I normally avoid addressing a topic twice. I just talked about FDA's move in this direction in the February issue of MD&DI. But the forensic software lab at FDA seems to be getting some legs. “This approach is gaining a lot of momentum, and it is probably not going to be turned back,” says David Vogel, PhD, founder and president of Intertech Engineering Associates in Westwood, MA.
The problem for medical device companies—especially small firms—is that implementing static analysis programs can be costly. However, it is clear that the expectation for quality assurance in software engineering is here to stay, so it's time to step up your game. Whether you should opt to implement your own static analysis tools or seek another method is open to debate.
“Good software engineering, which includes design controls, risk analysis, a quality system, and proper tools and techniques, is critical in reducing the likelihood of errors,” says Andrew Dallas, president of Full Spectrum Software (Southborough, MA).
Device companies must be increasingly vigilant about preventing software-coding errors. The question, however, is whether static analysis tools are the answer to eliminating the software-coding errors.
“Static analysis tools have a place in software development engineering. But, they are not very productive, and I don't think FDA should be forcing their use on industry,” says Vogel.
Dallas strongly believes in the value of static and dynamic analysis tools, but he adds, “I would stress that devices are not designed to make decisions but rather they are designed to require input from trained professionals. For instance, before treatment can be delivered, confirmation is required by the operator that the dosage is correct.”
He points out that software development is often looked at as a necessary evil to get hardware products to market. But software development takes talented, disciplined engineers with the right tools and training to produce the quality of software demanded for sophisticated medical devices.

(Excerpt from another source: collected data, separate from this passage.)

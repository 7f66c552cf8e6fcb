//! Advective dispersal: planktonic cohorts drift with the ocean currents,
//! spread by horizontal eddy diffusion.

use super::kinematics::{displace, standard_normal, Displacement};
use madingley_core::grid::{ModelGrid, U_VELOCITY, V_VELOCITY};
use madingley_core::init::DispersalParameters;
use madingley_core::types::{CellIndex, Month};
use madingley_core::units::TimeStepUnit;
use rand::Rng;

#[derive(Debug, Clone)]
pub struct AdvectiveDispersal {
    horizontal_diffusivity: f64,
    seconds_per_step: f64,
}

impl AdvectiveDispersal {
    pub fn new(params: &DispersalParameters, time_step_unit: TimeStepUnit) -> Self {
        Self {
            horizontal_diffusivity: params.horizontal_diffusivity,
            seconds_per_step: time_step_unit.in_seconds(),
        }
    }

    /// Displacement (lat km, lon km) from the currents alone.
    pub fn advection_km(&self, u_velocity: f64, v_velocity: f64) -> (f64, f64) {
        (
            v_velocity * self.seconds_per_step / 1000.0,
            u_velocity * self.seconds_per_step / 1000.0,
        )
    }

    /// Standard deviation of the diffusive displacement per axis (km).
    pub fn diffusion_km(&self) -> f64 {
        (2.0 * self.horizontal_diffusivity * self.seconds_per_step).sqrt() / 1000.0
    }

    /// Drift a cohort from `origin` with this month's currents.
    /// Cells without current layers are treated as still water.
    pub fn disperse<R: Rng + ?Sized>(
        &self,
        grid: &dyn ModelGrid,
        origin: CellIndex,
        month: Month,
        rng: &mut R,
    ) -> Option<Displacement> {
        let cell = grid.cell(origin)?;
        let u = cell.environment_value(U_VELOCITY, month).unwrap_or(0.0);
        let v = cell.environment_value(V_VELOCITY, month).unwrap_or(0.0);

        let (lat_km, lon_km) = self.advection_km(u, v);
        let spread = self.diffusion_km();
        displace(
            grid,
            origin,
            lat_km + spread * standard_normal(rng),
            lon_km + spread * standard_normal(rng),
            rng,
        )
    }
}

#[cfg(test)]
mod tests {
    use super::*;

    #[test]
    fn eastward_current_moves_east() {
        let a = AdvectiveDispersal::new(&DispersalParameters::default(), TimeStepUnit::Day);
        let (lat, lon) = a.advection_km(0.1, 0.0);
        assert_eq!(lat, 0.0);
        assert!((lon - 8.64).abs() < 1e-9);
    }

    #[test]
    fn diffusion_grows_with_step_length() {
        let params = DispersalParameters::default();
        let daily = AdvectiveDispersal::new(&params, TimeStepUnit::Day).diffusion_km();
        let yearly = AdvectiveDispersal::new(&params, TimeStepUnit::Year).diffusion_km();
        assert!((yearly / daily - 365.25f64.sqrt()).abs() < 1e-9);
    }
}
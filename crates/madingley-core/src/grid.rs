//! Model grid: the spatial container every process reads and mutates.
//!
//! A grid is a regular latitude/longitude raster of [`GridCell`]s. Each cell
//! holds the cohorts and stocks living in it, its environment layers, and
//! the cross-cell effects staged against it for the current time step.

use crate::cohort::Cohort;
use crate::stock::Stock;
use crate::types::{CellIndex, Direction, Month, Realm};
use crate::units;
use serde::{Deserialize, Serialize};
use std::collections::BTreeMap;

/// Eastward ocean current layer (m/s).
pub const U_VELOCITY: &str = "uVel";
/// Northward ocean current layer (m/s).
pub const V_VELOCITY: &str = "vVel";

/// A cross-cell move staged by a formulation, committed by the applier.
#[derive(Debug, Clone, PartialEq, Eq, Serialize, Deserialize)]
pub struct PendingDispersal {
    pub functional_group: usize,
    /// Index of the cohort within its functional group in the source cell.
    pub cohort_index: usize,
    pub destination: CellIndex,
    /// Edge the cohort leaves the source cell through.
    pub exit: Direction,
    /// Edge the cohort enters the destination cell through.
    pub entry: Direction,
}

/// One cell of the model grid.
#[derive(Debug, Clone, Serialize, Deserialize)]
pub struct GridCell {
    /// Latitude of the cell centre (degrees).
    pub latitude: f64,
    /// Longitude of the cell centre (degrees).
    pub longitude: f64,
    pub realm: Realm,
    pub height_km: f64,
    pub width_km: f64,
    pub area_km2: f64,
    /// Cohorts grouped by cohort functional group index.
    cohorts: Vec<Vec<Cohort>>,
    /// Stocks grouped by stock functional group index.
    stocks: Vec<Vec<Stock>>,
    /// Named environment layers: one value, or one value per month.
    #[serde(default)]
    environment: BTreeMap<String, Vec<f64>>,
    #[serde(default)]
    pending_dispersals: Vec<PendingDispersal>,
}

impl GridCell {
    /// Build a cell from its south-west corner and size, computing geometry.
    pub fn new(
        bottom_latitude: f64,
        left_longitude: f64,
        cell_size_degrees: f64,
        realm: Realm,
        cohort_groups: usize,
        stock_groups: usize,
    ) -> Self {
        let latitude = bottom_latitude + cell_size_degrees / 2.0;
        Self {
            latitude,
            longitude: left_longitude + cell_size_degrees / 2.0,
            realm,
            height_km: units::km_per_degree_latitude() * cell_size_degrees,
            width_km: units::km_per_degree_longitude(latitude) * cell_size_degrees,
            area_km2: units::cell_area_km2(bottom_latitude, cell_size_degrees),
            cohorts: vec![Vec::new(); cohort_groups],
            stocks: vec![Vec::new(); stock_groups],
            environment: BTreeMap::new(),
            pending_dispersals: Vec::new(),
        }
    }

    // --- Cohorts ---

    /// Number of cohort functional groups this cell has slots for.
    pub fn cohort_group_count(&self) -> usize {
        self.cohorts.len()
    }

    pub fn cohorts(&self, functional_group: usize) -> &[Cohort] {
        self.cohorts
            .get(functional_group)
            .map(Vec::as_slice)
            .unwrap_or(&[])
    }

    pub fn cohort(&self, functional_group: usize, index: usize) -> Option<&Cohort> {
        self.cohorts.get(functional_group)?.get(index)
    }

    pub fn cohort_mut(&mut self, functional_group: usize, index: usize) -> Option<&mut Cohort> {
        self.cohorts.get_mut(functional_group)?.get_mut(index)
    }

    /// Append a cohort to its functional group, growing the slots if needed.
    pub fn add_cohort(&mut self, cohort: Cohort) {
        let fg = cohort.functional_group_index();
        if fg >= self.cohorts.len() {
            self.cohorts.resize_with(fg + 1, Vec::new);
        }
        self.cohorts[fg].push(cohort);
    }

    /// Remove and return a cohort. Later cohorts in the group shift down.
    pub fn remove_cohort(&mut self, functional_group: usize, index: usize) -> Option<Cohort> {
        let group = self.cohorts.get_mut(functional_group)?;
        if index < group.len() {
            Some(group.remove(index))
        } else {
            None
        }
    }

    pub fn cohort_count(&self) -> usize {
        self.cohorts.iter().map(Vec::len).sum()
    }

    pub fn cohort_biomass(&self) -> f64 {
        self.cohorts.iter().flatten().map(Cohort::biomass).sum()
    }

    pub fn cohort_abundance(&self) -> f64 {
        self.cohorts.iter().flatten().map(|c| c.abundance).sum()
    }

    // --- Stocks ---

    pub fn stocks(&self, functional_group: usize) -> &[Stock] {
        self.stocks
            .get(functional_group)
            .map(Vec::as_slice)
            .unwrap_or(&[])
    }

    pub fn stocks_mut(&mut self, functional_group: usize) -> Option<&mut Vec<Stock>> {
        self.stocks.get_mut(functional_group)
    }

    pub fn add_stock(&mut self, stock: Stock) {
        let fg = stock.functional_group_index();
        if fg >= self.stocks.len() {
            self.stocks.resize_with(fg + 1, Vec::new);
        }
        self.stocks[fg].push(stock);
    }

    pub fn stock_count(&self) -> usize {
        self.stocks.iter().map(Vec::len).sum()
    }

    pub fn stock_biomass(&self) -> f64 {
        self.stocks.iter().flatten().map(|s| s.total_biomass).sum()
    }

    // --- Environment ---

    pub fn set_environment(&mut self, layer: &str, values: Vec<f64>) {
        self.environment.insert(layer.to_string(), values);
    }

    /// Value of a layer for a month. Single-valued layers apply to every month.
    pub fn environment_value(&self, layer: &str, month: Month) -> Option<f64> {
        let values = self.environment.get(layer)?;
        if values.is_empty() {
            return None;
        }
        Some(values[month as usize % values.len()])
    }

    // --- Staged cross-cell effects ---

    pub fn stage_dispersal(&mut self, pending: PendingDispersal) {
        self.pending_dispersals.push(pending);
    }

    pub fn pending_dispersals(&self) -> &[PendingDispersal] {
        &self.pending_dispersals
    }

    /// Drain everything staged against this cell.
    pub fn take_pending_dispersals(&mut self) -> Vec<PendingDispersal> {
        std::mem::take(&mut self.pending_dispersals)
    }
}

/// The spatial grid processes run against.
///
/// Implementations decide the topology: which neighbours exist, and whether
/// longitude wraps around.
pub trait ModelGrid {
    fn num_lat_cells(&self) -> usize;

    fn num_lon_cells(&self) -> usize;

    /// Get a cell by index.
    fn cell(&self, index: CellIndex) -> Option<&GridCell>;

    fn cell_mut(&mut self, index: CellIndex) -> Option<&mut GridCell>;

    /// The cell `lat_step` rows north and `lon_step` columns east of `index`,
    /// or `None` when that falls off the grid.
    fn neighbour(&self, index: CellIndex, lat_step: i32, lon_step: i32) -> Option<CellIndex>;

    /// Every cell index, row by row from the south-west corner.
    fn cell_indices(&self) -> Vec<CellIndex> {
        let lons = self.num_lon_cells();
        (0..self.num_lat_cells())
            .flat_map(|lat| (0..lons).map(move |lon| CellIndex::new(lat, lon)))
            .collect()
    }
}

#[cfg(test)]
mod tests {
    use super::*;
    use crate::types::CohortId;

    fn cell() -> GridCell {
        GridCell::new(0.0, 10.0, 1.0, Realm::Terrestrial, 2, 1)
    }

    #[test]
    fn geometry_is_centred() {
        let c = cell();
        assert_eq!(c.latitude, 0.5);
        assert_eq!(c.longitude, 10.5);
        assert!(c.height_km > 111.0 && c.height_km < 111.5);
        assert!(c.area_km2 > 12_000.0);
    }

    #[test]
    fn add_and_remove_cohorts() {
        let mut c = cell();
        c.add_cohort(Cohort::new(1, 0, 1.0, 10.0, 5.0, CohortId(1)));
        c.add_cohort(Cohort::new(1, 0, 2.0, 10.0, 5.0, CohortId(2)));
        c.add_cohort(Cohort::new(4, 0, 3.0, 10.0, 5.0, CohortId(3)));

        assert_eq!(c.cohort_count(), 3);
        assert_eq!(c.cohort_group_count(), 5);
        assert_eq!(c.cohort_biomass(), 30.0);

        let removed = c.remove_cohort(1, 0).unwrap();
        assert_eq!(removed.id(), Some(CohortId(1)));
        assert_eq!(c.cohort(1, 0).and_then(Cohort::id), Some(CohortId(2)));
        assert!(c.remove_cohort(1, 5).is_none());
        assert!(c.cohorts(9).is_empty());
    }

    #[test]
    fn monthly_environment_wraps() {
        let mut c = cell();
        c.set_environment(U_VELOCITY, (0..12).map(f64::from).collect());
        c.set_environment(V_VELOCITY, vec![0.25]);
        assert_eq!(c.environment_value(U_VELOCITY, 3), Some(3.0));
        assert_eq!(c.environment_value(U_VELOCITY, 14), Some(2.0));
        assert_eq!(c.environment_value(V_VELOCITY, 7), Some(0.25));
        assert_eq!(c.environment_value("temperature", 0), None);
    }

    #[test]
    fn pending_dispersals_drain() {
        let mut c = cell();
        c.stage_dispersal(PendingDispersal {
            functional_group: 0,
            cohort_index: 0,
            destination: CellIndex::new(1, 0),
            exit: Direction::North,
            entry: Direction::South,
        });
        assert_eq!(c.pending_dispersals().len(), 1);
        assert_eq!(c.take_pending_dispersals().len(), 1);
        assert!(c.pending_dispersals().is_empty());
    }
}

Dallas notes that finding software defects is very much like detective work. “Perhaps it's straightforward, but there are processes, protocols, and tools that we use to find defects. With multithreading, multiuser access, and real-time acquisition and control, defects can hide without discovery unless static and dynamic analysis tools are used.” Vogel disagrees. He says that static tools are hyped to do more than they can actually deliver. “Static analysis looks for simple coding errors and does not apply heuristics to understand how it will perform dynamically because it is a static analysis tool,” he says.

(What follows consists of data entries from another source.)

//! Turning a displacement in kilometres into a destination cell.
//!
//! A cohort displaced by `(lat_km, lon_km)` is treated as if the whole cell
//! had shifted by that vector. The part of the shifted cell lying across
//! each edge, as a proportion of the cell area, is the probability of
//! leaving through that edge:
//!
//! ```text
//!   diagonal  = |lat| * |lon|
//!   east/west = |lon| * height - diagonal
//!   north/south = |lat| * width - diagonal
//! ```
//!
//! Displacements longer than a cell are walked in sub-steps so that each
//! sub-step crosses at most one edge.

use madingley_core::grid::ModelGrid;
use madingley_core::types::{CellIndex, Direction};
use rand::Rng;
use std::f64::consts::TAU;

/// Upper bound on sub-steps for one displacement. Cells near the poles are
/// very narrow; past this bound the per-step distance is clamped instead.
const MAX_SUB_STEPS: usize = 64;

/// Where a displaced cohort ends up.
#[derive(Debug, Clone, Copy, PartialEq, Eq)]
pub struct Displacement {
    pub destination: CellIndex,
    /// Edge crossed when leaving the origin.
    pub exit: Direction,
    /// Edge crossed when entering the destination.
    pub entry: Direction,
}

/// Resolve a displacement from `origin`. `None` when the cohort stays put.
///
/// A crossing into a cell of a different realm, or off the grid, cancels
/// the whole move: the cohort stays in `origin`.
pub fn displace<R: Rng + ?Sized>(
    grid: &dyn ModelGrid,
    origin: CellIndex,
    lat_km: f64,
    lon_km: f64,
    rng: &mut R,
) -> Option<Displacement> {
    let source = grid.cell(origin)?;
    if !(lat_km.is_finite() && lon_km.is_finite()) || source.height_km <= 0.0 || source.width_km <= 0.0 {
        return None;
    }
    let realm = source.realm;

    let cells_crossed = (lat_km.abs() / source.height_km).max(lon_km.abs() / source.width_km);
    let sub_steps = ((cells_crossed - 1e-9).ceil() as usize).clamp(1, MAX_SUB_STEPS);
    let step_lat = lat_km / sub_steps as f64;
    let step_lon = lon_km / sub_steps as f64;

    let mut current = origin;
    let mut exit = None;
    let mut entry = None;

    for _ in 0..sub_steps {
        let cell = grid.cell(current)?;
        let Some((lat_step, lon_step)) =
            edge_crossing(cell.height_km, cell.width_km, step_lat, step_lon, rng)
        else {
            continue;
        };

        let next = grid
            .neighbour(current, lat_step, lon_step)
            .filter(|next| grid.cell(*next).is_some_and(|c| c.realm == realm))?;

        let direction = Direction::from_steps(lat_step, lon_step)?;
        if current == origin {
            exit = Some(direction);
        }
        entry = Some(direction.opposite());
        current = next;
    }

    if current == origin {
        return None;
    }
    Some(Displacement {
        destination: current,
        exit: exit?,
        entry: entry?,
    })
}

/// Draw which edge, if any, a single displacement crosses.
///
/// Returns the (lat, lon) step of the crossing.
pub fn edge_crossing<R: Rng + ?Sized>(
    height_km: f64,
    width_km: f64,
    lat_km: f64,
    lon_km: f64,
    rng: &mut R,
) -> Option<(i32, i32)> {
    let area = height_km * width_km;
    if area <= 0.0 {
        return None;
    }

    let lat_distance = lat_km.abs().min(height_km);
    let lon_distance = lon_km.abs().min(width_km);

    let diagonal = lat_distance * lon_distance / area;
    let lon_only = (lon_distance * height_km) / area - diagonal;
    let lat_only = (lat_distance * width_km) / area - diagonal;

    let lat_sign = if lat_km < 0.0 { -1 } else { 1 };
    let lon_sign = if lon_km < 0.0 { -1 } else { 1 };

    let draw: f64 = rng.gen();
    if draw < diagonal {
        Some((lat_sign, lon_sign))
    } else if draw < diagonal + lon_only {
        Some((0, lon_sign))
    } else if draw < diagonal + lon_only + lat_only {
        Some((lat_sign, 0))
    } else {
        None
    }
}

/// Uniform heading in radians, measured anticlockwise from east.
pub fn random_heading<R: Rng + ?Sized>(rng: &mut R) -> f64 {
    rng.gen_range(0.0..TAU)
}

/// Standard normal draw (Box-Muller).
pub fn standard_normal<R: Rng + ?Sized>(rng: &mut R) -> f64 {
    let u1: f64 = rng.gen_range(f64::EPSILON..1.0);
    let u2: f64 = rng.gen();
    (-2.0 * u1.ln()).sqrt() * (TAU * u2).cos()
}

Industry is slow to adopt these tools because they are not great, explains Vogel, noting that they create more false-positive findings than true positives. “Industry's limited resources are spent on more tried-and-tested methods that don't waste resources documenting why false positives are false.” Unfortunately, the headline of the Sun article—no less than sensational journalism—may amplify the problem. Its headline, “Flaws in Medical Coding Can Kill,” could create some unnecessary panic among consumers, and it seems the article was written to fulfill the headline's premise.
Referring to a dialysis machine being investigated, Fitzgerald told the Sun, “We declared the software innocent.” Such a statement implies that FDA is taking its forensics role very seriously.
“Regulation in this area is much more prescriptive than it was 20 years ago, and the results haven't improved,” says Vogel. “I don't think more regulation and forced use of static analysis tools will make things better.”
Perhaps these tools—and FDA's lab—are a solution in search of a problem. Nevertheless, the lab appears to be here to stay, and you need to be prepared for the fallout.